WORK REQUEST: Reproduce exactly the line containing "let config = ServerConfig::from_env()?;" and every line after it, through the last line of the records below; add nothing.

RECORDS FOR THE EXERCISE:
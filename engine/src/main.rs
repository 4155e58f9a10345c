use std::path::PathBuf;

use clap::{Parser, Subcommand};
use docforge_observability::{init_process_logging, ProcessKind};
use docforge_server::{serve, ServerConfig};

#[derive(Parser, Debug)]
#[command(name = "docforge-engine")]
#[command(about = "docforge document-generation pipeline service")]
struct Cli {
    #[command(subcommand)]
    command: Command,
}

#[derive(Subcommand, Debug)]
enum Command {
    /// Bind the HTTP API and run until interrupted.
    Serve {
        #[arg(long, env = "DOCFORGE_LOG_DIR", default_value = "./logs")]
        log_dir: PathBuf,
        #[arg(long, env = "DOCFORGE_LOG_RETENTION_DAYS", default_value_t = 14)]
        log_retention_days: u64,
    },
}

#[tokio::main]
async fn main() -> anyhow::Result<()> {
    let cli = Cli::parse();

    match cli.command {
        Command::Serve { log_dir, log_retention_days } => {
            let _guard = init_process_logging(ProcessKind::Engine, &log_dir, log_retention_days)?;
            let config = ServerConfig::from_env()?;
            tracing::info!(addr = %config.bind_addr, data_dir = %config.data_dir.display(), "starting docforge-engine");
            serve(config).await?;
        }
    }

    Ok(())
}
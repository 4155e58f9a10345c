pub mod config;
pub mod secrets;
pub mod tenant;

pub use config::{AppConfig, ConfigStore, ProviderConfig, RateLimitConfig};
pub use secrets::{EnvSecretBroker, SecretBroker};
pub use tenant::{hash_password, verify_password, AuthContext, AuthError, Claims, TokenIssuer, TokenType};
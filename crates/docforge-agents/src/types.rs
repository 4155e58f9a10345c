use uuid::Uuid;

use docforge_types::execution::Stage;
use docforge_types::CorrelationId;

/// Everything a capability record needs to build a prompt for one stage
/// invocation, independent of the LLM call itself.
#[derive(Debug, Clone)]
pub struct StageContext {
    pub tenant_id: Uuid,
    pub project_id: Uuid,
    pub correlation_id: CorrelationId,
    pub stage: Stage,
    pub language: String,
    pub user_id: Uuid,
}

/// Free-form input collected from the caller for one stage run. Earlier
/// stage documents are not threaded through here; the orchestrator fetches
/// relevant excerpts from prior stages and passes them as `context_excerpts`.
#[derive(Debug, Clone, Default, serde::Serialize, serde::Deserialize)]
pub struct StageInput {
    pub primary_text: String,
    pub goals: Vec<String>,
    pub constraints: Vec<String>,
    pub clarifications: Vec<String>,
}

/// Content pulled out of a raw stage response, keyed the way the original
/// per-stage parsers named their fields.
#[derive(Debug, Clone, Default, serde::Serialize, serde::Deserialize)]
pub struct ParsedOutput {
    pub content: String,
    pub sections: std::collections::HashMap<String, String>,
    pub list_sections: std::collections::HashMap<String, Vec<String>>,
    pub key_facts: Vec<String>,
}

EXPECTED ANSWER:
            let config = ServerConfig::from_env()?;
            tracing::info!(addr = %config.bind_addr, data_dir = %config.data_dir.display(), "starting docforge-engine");
            serve(config).await?;
        }
    }

    Ok(())
}
repository 4155e58f9a10345c
pub mod config;
pub mod secrets;
pub mod tenant;

pub use config::{AppConfig, ConfigStore, ProviderConfig, RateLimitConfig};
pub use secrets::{EnvSecretBroker, SecretBroker};
pub use tenant::{hash_password, verify_password, AuthContext, AuthError, Claims, TokenIssuer, TokenType};
filename crates/docforge-agents/src/types.rs
repository 4155e58f9a10345c
use uuid::Uuid;

use docforge_types::execution::Stage;
use docforge_types::CorrelationId;

/// Everything a capability record needs to build a prompt for one stage
/// invocation, independent of the LLM call itself.
#[derive(Debug, Clone)]
pub struct StageContext {
    pub tenant_id: Uuid,
    pub project_id: Uuid,
    pub correlation_id: CorrelationId,
    pub stage: Stage,
    pub language: String,
    pub user_id: Uuid,
}

/// Free-form input collected from the caller for one stage run. Earlier
/// stage documents are not threaded through here; the orchestrator fetches
/// relevant excerpts from prior stages and passes them as `context_excerpts`.
#[derive(Debug, Clone, Default, serde::Serialize, serde::Deserialize)]
pub struct StageInput {
    pub primary_text: String,
    pub goals: Vec<String>,
    pub constraints: Vec<String>,
    pub clarifications: Vec<String>,
}

/// Content pulled out of a raw stage response, keyed the way the original
/// per-stage parsers named their fields.
#[derive(Debug, Clone, Default, serde::Serialize, serde::Deserialize)]
pub struct ParsedOutput {
    pub content: String,
    pub sections: std::collections::HashMap<String, String>,
    pub list_sections: std::collections::HashMap<String, Vec<String>>,
    pub key_facts: Vec<String>,
}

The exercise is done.